**The data**
//! Fehlertypen der Topologie-Operationen.
//!
//! Jede Operation prüft alle Vorbedingungen bevor sie den Graphen verändert.
//! Ein zurückgegebener Fehler bedeutet daher: Karte unverändert.

use std::fmt;

use thiserror::Error;
use ts_map_primitives::{FlagFieldError, TokenError};

use super::{ItemId, NodeId};

/// Slot-Richtung eines Nodes.
#[derive(Debug, Clone, Copy, PartialEq, Eq, Hash)]
pub enum Direction {
    /// Das Item, das in diesen Node hineinführt
    Backward,
    /// Das Item, das von diesem Node ausgeht
    Forward,
}

impl Direction {
    /// Gegenrichtung.
    pub fn opposite(self) -> Self {
        match self {
            Direction::Backward => Direction::Forward,
            Direction::Forward => Direction::Backward,
        }
    }
}

impl fmt::Display for Direction {
    fn fmt(&self, f: &mut fmt::Formatter<'_>) -> fmt::Result {
        match self {
            Direction::Backward => f.write_str("backward"),
            Direction::Forward => f.write_str("forward"),
        }
    }
}

/// Fehler einer Topologie-Operation.
#[derive(Debug, Clone, PartialEq, Error)]
pub enum TopologyError {
    #[error("Node {0:?} existiert nicht")]
    UnknownNode(NodeId),

    #[error("Item {0:?} existiert nicht")]
    UnknownItem(ItemId),

    /// Beide Nodes haben dieselbe Farbe (rot/grün) und passen nicht zusammen
    #[error("Nodes {a:#x} und {b:#x} haben dieselbe Farbe und koennen nicht verbunden werden")]
    SameColor { a: u64, b: u64 },

    /// Der benötigte Slot am Node ist bereits belegt
    #[error("Node {node:#x} ist in Richtung {direction} bereits belegt")]
    EndpointOccupied { node: u64, direction: Direction },

    /// Ziel-Node für den Prefab-Ursprung hängt an einem fremden Item
    #[error("Node {node:#x} von Prefab {prefab:#x} ist bereits mit einem anderen Item verbunden")]
    OriginOccupied { prefab: u64, node: u64 },

    /// Beide Seiten beanspruchen die Anker-Rolle am selben Node
    #[error("Node {0:#x}: Prefab-Ursprung und Strassen-Anfang koennen nicht zusammengelegt werden")]
    BothAnchored(u64),

    #[error("Items {a:#x} und {b:#x} haben keinen gemeinsamen Punkt")]
    NoSharedPosition { a: u64, b: u64 },

    /// Node hängt an einem Item ausserhalb der Auswahl
    #[error("Node {node:#x} wird auch von Items ausserhalb der Auswahl referenziert")]
    SharedOutsideSubset { node: u64 },

    #[error("Item {uid:#x} hat nicht die erwartete Form ({expected})")]
    WrongShape { uid: u64, expected: &'static str },

    #[error("Item {0:#x} gehoert zu einem Compound")]
    NotRootItem(u64),

    #[error("Node {0:#x} kann nicht mit sich selbst verbunden werden")]
    SelfMerge(u64),

    /// Compounds dürfen keine weiteren Compounds enthalten
    #[error("Compound {0:#x} kann kein weiteres Compound aufnehmen")]
    NestedCompound(u64),

    #[error("Index {index} ausserhalb von 0..{len}")]
    IndexOutOfRange { index: usize, len: usize },

    #[error("{field}: Wert {value} ausserhalb des gueltigen Bereichs {min}..={max}")]
    ValueOutOfRange {
        field: &'static str,
        value: f64,
        min: f64,
        max: f64,
    },

    #[error(transparent)]
    Token(#[from] TokenError),

    #[error(transparent)]
    Flags(#[from] FlagFieldError),
}

/// Ergebnis einer Topologie-Operation.
pub type TopologyResult<T> = Result<T, TopologyError>;

/// Prüft einen Wert gegen einen geschlossenen Bereich.
pub(crate) fn check_range(field: &'static str, value: f64, min: f64, max: f64) -> TopologyResult<()> {
    if value.is_finite() && value >= min && value <= max {
        Ok(())
    } else {
        Err(TopologyError::ValueOutOfRange {
            field,
            value,
            min,
            max,
        })
    }
}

**Aim of the task**
Please set down exactly the lines running from the one with "gehoert zu einem" to the last line of the entries above, both of them included, and no others.

**Output**
    #[error("Item {0:#x} gehoert zu einem Compound")]
    NotRootItem(u64),

    #[error("Node {0:#x} kann nicht mit sich selbst verbunden werden")]
    SelfMerge(u64),

    /// Compounds dürfen keine weiteren Compounds enthalten
    #[error("Compound {0:#x} kann kein weiteres Compound aufnehmen")]
    NestedCompound(u64),

    #[error("Index {index} ausserhalb von 0..{len}")]
    IndexOutOfRange { index: usize, len: usize },

    #[error("{field}: Wert {value} ausserhalb des gueltigen Bereichs {min}..={max}")]
    ValueOutOfRange {
        field: &'static str,
        value: f64,
        min: f64,
        max: f64,
    },

    #[error(transparent)]
    Token(#[from] TokenError),

    #[error(transparent)]
    Flags(#[from] FlagFieldError),
}

/// Ergebnis einer Topologie-Operation.
pub type TopologyResult<T> = Result<T, TopologyError>;

/// Prüft einen Wert gegen einen geschlossenen Bereich.
pub(crate) fn check_range(field: &'static str, value: f64, min: f64, max: f64) -> TopologyResult<()> {
    if value.is_finite() && value >= min && value <= max {
        Ok(())
    } else {
        Err(TopologyError::ValueOutOfRange {
            field,
            value,
            min,
            max,
        })
    }
}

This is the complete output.